La contaminación

Hoy hace uno de esos días azules que son pardos en el horizonte, según bajas la vista hacia los edificios.

Casi ya no quedan hojas en los plátanos de sombra, que suelen ser los últimos en deshojarse totalmente, y es justo allí, sobre la copa de los árboles, donde el aire adquiere un tono pardo, de hoja seca, por las partículas en suspensión del aire contaminado.

Dicen que mañana empezará a mejorar la situación un poco y que con las lluvias que caigan esta semana, habrá menos contaminación en el aire aunque se siga emitiendo con la misma insistencia sin que nadie parezca estar dispuesto a hacer algo relevante.

Este es un asunto, el de la calidad del aire, que no deja de asombrarme. No acabo de explicarme cómo es posible que se organicen tantas cumbres y se otorguen tantos recursos para situaciones futuras y que el presente nos importe tan poco. Es como si la ciudad, y no digo solo en España, sino en cualquier lugar del mundo, se considerara un lugar a salvo del tiempo, donde no viviera nadie, ni siquiera los niños, algunos recién nacidos, a los que se les obliga, desde el primer llanto, a respirar aire contaminado sin que nadie se tome verdaderamente en serio este asunto.

La ciudad, queda claro, se ha entregado al coche. Ignoro la razón, pero es una verdad constatable que hay muchas calles, algunas incluso muy importantes, donde observo a la gente caminar con dificultad por unas aceras de una estrechez que da vergüenza, mientras la calzada dispone de cinco, cuatro, seis, no se cuántos carriles.

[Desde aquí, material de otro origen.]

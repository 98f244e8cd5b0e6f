//! Identity, family and ledger tables.
//!
//! - `users`: accounts, with the currently active family
//! - `families`, `family_members`, `family_invites`: shared spaces
//! - `categories`: global system categories and family custom ones
//! - `tags`, `credit_sources`: per-scope lookups
//! - `transactions`, `transaction_tags`: the ledger itself

use sea_orm_migration::prelude::*;

#[derive(DeriveMigrationName)]
pub struct Migration;

// ─────────────────────────────────────────────────────────────────────────────
// Table identifiers
// ─────────────────────────────────────────────────────────────────────────────

#[derive(Iden)]
enum Users {
    Table,
    Id,
    Email,
    FullName,
    PasswordHash,
    DefaultCurrency,
    ActiveFamilyId,
    CreatedAt,
    UpdatedAt,
}

#[derive(Iden)]
enum Families {
    Table,
    Id,
    Name,
    CreatedBy,
    CreatedAt,
}

#[derive(Iden)]
enum FamilyMembers {
    Table,
    Id,
    FamilyId,
    UserId,
    Role,
    JoinedAt,
}

#[derive(Iden)]
enum FamilyInvites {
    Table,
    Id,
    FamilyId,
    InvitedEmail,
    InvitedByUserId,
    Role,
    Token,
    Accepted,
    AcceptedByUserId,
    CreatedAt,
    AcceptedAt,
    ExpiresAt,
}

#[derive(Iden)]
enum Categories {
    Table,
    Id,
    Name,
    FamilyId,
    ParentCategoryId,
    CategoryType,
    BudgetClassification,
    Icon,
    Color,
    IsSystem,
    DisplayOrder,
}

#[derive(Iden)]
enum Tags {
    Table,
    Id,
    UserId,
    FamilyId,
    Name,
    Color,
    CreatedAt,
}

#[derive(Iden)]
enum CreditSources {
    Table,
    Id,
    UserId,
    FamilyId,
    CardName,
    CardLast4,
    CardNetwork,
    CreditLimitMinor,
    BillingDay,
    DueDay,
    IsActive,
    CreatedAt,
}

#[derive(Iden)]
enum Transactions {
    Table,
    Id,
    UserId,
    FamilyId,
    AmountMinor,
    Currency,
    TransactionType,
    PaymentMethod,
    CategoryId,
    SubcategoryId,
    Payee,
    MerchantType,
    MccCode,
    TDate,
    Notes,
    CreditSourceId,
    IsPaid,
    PaymentDueDate,
    CreatedAt,
    UpdatedAt,
}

Desde mi terraza, me detengo a veces a mirar cuántas personas van en cada coche, y resulta que va sólo el conductor. Una sola persona que, seguramente, ni siquiera paga impuestos en la ciudad que ensucia, ocupa y contamina.

Las soluciones drásticas no suelen ser buenas, pero ¡cuánto se ha conseguido con la prohibición de fumar en los lugares públicos!, hay quien incluso ha dejado ese hábito, y lejos de cerrar los bares y restaurantes, como llegó a augurarse, han florecido las terrazas.

¿Cabría hacer algo parecido en el centro de las ciudades? ¿Por qué no?, habiendo una buena red de transporte público. ¿No es un poco absurdo que se le prohíba a alguien fumar en un bar y se le permita, sin embargo, circular en su coche por la ciudad ensuciando el aire a su paso, para luego marcharse a su casa situada a veinte kilómetros de distancia? ¿Es que el peatón no tiene derecho, como el trabajador de una oficina, a respirar aire puro?

¿Por qué no se libera a las ciudades de los vehículos que contaminan? ¿Es una cuestión económica? Habría antes que echar la cuenta de lo que cuesta en la salud de los ciudadanos. No es la primera vez que cambian las cosas. Todavía me acuerdo de esos camiones que entraban llenos de carbón y de cómo los descargaban sobre las aceras para guardar el carbón en las carboneras, esas trampillas, en ocasiones ventanas enrejadas, que había junto a los portales. Una escena hoy impensable.

Por lo que yo vengo observando en Madrid, el centro de la ciudad ha empezado a considerarse recientemente como un buen lugar para vivir, curiosamente por la población más joven, que es la primera que creció en la periferia de la ciudad y que, como contrapunto a la generación anterior, valora hoy más el centro que el extrarradio por liberarles de la esclavitud del coche.

De esa generación es de donde, quizás, salga alguien verdaderamente decidido a solucionar las cosas para que en el futuro los días despejados de invierno dejen de ser pardos en el horizonte.

No habrá entonces que esperar la lluvia para respirar tranquilos.